[[ DATA RECORDS, beginning ]]

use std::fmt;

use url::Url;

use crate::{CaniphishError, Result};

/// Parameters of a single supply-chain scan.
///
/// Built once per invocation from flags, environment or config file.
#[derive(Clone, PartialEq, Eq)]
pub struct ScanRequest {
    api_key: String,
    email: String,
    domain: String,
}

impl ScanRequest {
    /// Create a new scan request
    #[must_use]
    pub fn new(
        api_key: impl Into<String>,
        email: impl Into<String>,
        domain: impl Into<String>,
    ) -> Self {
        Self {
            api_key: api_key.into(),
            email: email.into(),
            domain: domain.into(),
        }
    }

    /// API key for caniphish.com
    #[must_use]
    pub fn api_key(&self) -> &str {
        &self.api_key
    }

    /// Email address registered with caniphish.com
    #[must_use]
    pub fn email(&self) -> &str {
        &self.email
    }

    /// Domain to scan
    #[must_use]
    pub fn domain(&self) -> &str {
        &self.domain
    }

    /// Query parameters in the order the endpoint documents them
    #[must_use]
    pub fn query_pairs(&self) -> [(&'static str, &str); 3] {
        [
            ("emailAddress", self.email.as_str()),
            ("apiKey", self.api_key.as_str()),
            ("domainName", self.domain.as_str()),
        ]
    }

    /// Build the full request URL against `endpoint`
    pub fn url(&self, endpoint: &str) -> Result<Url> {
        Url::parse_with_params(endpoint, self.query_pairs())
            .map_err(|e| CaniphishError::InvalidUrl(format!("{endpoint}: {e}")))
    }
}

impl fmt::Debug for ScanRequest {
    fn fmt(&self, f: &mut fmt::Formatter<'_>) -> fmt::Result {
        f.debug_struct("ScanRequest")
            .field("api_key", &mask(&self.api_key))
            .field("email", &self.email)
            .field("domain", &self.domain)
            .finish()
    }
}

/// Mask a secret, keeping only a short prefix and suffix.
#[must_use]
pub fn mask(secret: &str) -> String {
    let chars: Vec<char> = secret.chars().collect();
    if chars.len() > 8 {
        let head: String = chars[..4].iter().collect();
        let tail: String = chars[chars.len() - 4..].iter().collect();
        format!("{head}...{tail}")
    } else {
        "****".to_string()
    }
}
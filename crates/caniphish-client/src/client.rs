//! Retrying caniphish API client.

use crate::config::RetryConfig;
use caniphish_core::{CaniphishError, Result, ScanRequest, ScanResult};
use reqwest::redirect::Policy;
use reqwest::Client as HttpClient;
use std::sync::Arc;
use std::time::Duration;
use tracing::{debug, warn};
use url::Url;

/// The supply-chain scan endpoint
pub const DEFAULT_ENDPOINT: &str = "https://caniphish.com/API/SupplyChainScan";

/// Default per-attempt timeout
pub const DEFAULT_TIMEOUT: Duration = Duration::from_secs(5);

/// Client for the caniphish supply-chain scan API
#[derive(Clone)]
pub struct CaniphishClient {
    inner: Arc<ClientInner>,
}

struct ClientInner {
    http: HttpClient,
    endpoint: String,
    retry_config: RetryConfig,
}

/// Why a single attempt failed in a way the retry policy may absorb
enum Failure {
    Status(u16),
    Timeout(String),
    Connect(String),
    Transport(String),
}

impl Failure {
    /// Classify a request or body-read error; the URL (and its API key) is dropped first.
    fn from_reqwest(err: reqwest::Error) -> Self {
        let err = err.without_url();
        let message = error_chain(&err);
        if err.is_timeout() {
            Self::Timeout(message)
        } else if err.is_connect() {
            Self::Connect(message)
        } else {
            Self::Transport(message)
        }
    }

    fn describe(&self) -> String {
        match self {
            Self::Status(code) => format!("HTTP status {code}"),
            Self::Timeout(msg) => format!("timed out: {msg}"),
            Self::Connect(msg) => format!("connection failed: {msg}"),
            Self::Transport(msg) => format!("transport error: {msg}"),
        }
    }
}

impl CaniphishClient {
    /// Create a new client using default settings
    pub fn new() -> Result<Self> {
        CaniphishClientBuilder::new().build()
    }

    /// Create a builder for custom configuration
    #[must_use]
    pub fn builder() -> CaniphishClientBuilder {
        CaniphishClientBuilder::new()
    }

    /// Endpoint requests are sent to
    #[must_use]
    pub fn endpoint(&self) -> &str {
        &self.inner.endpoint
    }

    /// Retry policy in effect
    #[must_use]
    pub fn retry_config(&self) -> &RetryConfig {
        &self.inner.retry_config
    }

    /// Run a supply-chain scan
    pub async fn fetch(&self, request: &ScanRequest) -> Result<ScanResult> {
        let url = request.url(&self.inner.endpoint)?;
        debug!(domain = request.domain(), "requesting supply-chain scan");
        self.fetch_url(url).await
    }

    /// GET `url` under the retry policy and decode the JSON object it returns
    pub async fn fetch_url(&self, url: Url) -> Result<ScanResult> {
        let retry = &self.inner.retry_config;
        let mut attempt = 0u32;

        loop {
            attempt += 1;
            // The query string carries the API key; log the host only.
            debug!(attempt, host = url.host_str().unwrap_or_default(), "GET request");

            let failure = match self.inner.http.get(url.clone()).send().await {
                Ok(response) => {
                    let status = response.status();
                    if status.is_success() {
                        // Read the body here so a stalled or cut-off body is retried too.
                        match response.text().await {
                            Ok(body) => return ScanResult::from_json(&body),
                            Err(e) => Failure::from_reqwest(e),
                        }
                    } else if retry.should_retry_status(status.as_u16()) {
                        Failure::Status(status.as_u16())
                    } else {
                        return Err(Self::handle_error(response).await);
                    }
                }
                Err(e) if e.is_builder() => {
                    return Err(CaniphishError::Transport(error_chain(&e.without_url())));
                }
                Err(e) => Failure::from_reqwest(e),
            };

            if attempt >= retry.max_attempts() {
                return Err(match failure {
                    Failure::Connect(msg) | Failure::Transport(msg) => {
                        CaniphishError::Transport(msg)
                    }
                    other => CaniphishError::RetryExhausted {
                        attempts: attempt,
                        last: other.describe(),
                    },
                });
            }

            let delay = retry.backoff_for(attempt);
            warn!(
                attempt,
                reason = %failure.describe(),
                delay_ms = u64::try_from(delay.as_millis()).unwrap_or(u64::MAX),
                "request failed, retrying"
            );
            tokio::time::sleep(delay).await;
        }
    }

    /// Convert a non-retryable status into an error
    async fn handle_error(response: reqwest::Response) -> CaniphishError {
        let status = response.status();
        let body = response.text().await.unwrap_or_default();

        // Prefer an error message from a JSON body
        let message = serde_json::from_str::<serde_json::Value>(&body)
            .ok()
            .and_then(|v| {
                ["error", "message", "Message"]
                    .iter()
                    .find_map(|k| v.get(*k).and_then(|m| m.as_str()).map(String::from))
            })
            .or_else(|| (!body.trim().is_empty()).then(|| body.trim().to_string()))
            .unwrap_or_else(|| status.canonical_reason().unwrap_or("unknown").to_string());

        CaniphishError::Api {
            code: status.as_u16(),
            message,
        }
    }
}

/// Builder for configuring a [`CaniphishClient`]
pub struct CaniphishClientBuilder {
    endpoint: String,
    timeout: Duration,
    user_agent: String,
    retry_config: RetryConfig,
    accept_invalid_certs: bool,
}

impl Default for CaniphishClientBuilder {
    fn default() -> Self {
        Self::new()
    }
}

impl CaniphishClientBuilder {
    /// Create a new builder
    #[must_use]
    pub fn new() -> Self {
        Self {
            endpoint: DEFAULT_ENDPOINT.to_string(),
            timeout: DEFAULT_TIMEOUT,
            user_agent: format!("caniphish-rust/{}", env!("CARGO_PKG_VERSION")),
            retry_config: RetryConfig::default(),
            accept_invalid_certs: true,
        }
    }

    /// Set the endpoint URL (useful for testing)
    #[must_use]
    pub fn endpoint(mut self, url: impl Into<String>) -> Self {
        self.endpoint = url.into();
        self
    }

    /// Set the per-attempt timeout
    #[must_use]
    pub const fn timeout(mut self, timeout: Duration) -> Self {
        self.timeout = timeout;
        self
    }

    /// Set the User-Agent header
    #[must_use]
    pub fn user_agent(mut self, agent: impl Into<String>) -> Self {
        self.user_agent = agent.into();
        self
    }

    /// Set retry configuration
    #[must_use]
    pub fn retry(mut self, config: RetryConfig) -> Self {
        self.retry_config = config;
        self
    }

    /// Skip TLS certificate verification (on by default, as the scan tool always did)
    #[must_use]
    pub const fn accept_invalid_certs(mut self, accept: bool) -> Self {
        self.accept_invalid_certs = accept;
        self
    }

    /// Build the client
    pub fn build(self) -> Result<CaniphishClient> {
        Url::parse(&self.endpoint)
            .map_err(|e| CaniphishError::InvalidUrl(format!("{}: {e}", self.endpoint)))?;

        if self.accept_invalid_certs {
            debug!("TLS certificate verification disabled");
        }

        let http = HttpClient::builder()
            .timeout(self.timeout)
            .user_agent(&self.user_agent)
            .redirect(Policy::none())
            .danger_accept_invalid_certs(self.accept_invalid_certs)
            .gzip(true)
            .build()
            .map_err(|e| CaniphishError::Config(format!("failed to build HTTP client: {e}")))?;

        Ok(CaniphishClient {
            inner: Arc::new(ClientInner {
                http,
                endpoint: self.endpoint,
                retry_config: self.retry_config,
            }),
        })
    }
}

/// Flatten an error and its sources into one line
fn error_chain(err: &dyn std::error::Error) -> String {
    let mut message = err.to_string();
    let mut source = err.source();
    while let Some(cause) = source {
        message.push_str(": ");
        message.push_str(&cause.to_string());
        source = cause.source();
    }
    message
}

[[ DATA RECORDS, end ]]
[[ DATA RECORDS, beginning ]]

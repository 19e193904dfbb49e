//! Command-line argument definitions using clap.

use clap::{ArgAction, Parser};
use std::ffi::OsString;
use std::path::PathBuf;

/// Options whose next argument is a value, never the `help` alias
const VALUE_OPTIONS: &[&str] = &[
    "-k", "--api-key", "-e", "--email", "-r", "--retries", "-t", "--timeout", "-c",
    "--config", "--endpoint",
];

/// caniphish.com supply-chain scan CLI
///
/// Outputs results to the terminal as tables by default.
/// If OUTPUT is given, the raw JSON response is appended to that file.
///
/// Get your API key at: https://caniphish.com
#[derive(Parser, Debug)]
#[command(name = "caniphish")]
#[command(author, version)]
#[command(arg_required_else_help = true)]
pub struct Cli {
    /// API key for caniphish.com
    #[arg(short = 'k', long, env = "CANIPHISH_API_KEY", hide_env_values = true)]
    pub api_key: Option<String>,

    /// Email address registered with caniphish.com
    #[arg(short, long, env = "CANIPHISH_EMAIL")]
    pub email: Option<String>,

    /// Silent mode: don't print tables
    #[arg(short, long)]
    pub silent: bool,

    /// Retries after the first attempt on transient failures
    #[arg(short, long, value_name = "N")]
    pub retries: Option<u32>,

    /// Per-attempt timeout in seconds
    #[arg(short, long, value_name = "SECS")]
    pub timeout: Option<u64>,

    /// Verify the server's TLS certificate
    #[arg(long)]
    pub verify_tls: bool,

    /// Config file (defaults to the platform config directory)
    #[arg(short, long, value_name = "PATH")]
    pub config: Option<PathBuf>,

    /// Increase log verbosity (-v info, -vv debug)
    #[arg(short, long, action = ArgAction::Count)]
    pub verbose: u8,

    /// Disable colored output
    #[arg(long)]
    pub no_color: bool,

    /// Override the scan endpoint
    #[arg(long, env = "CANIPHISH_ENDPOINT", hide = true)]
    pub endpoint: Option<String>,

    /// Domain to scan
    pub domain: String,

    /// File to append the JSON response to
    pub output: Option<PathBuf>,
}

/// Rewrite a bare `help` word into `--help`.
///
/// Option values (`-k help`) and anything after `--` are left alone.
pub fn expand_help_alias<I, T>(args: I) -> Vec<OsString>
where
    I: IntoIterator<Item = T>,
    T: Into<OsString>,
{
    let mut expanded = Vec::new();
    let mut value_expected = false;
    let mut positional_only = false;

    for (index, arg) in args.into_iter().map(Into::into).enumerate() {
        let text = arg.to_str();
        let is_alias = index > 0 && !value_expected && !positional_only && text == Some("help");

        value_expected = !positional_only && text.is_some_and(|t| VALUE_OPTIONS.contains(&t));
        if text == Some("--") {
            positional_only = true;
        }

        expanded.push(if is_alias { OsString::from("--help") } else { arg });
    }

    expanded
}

[[ DATA RECORDS, end ]]

◆ TASK GOAL ◆
Would you copy every line of the entries that includes the word "clap"?

◆ ANSWER TO THIS PROBLEM ◆
//! Command-line argument definitions using clap.
use clap::{ArgAction, Parser};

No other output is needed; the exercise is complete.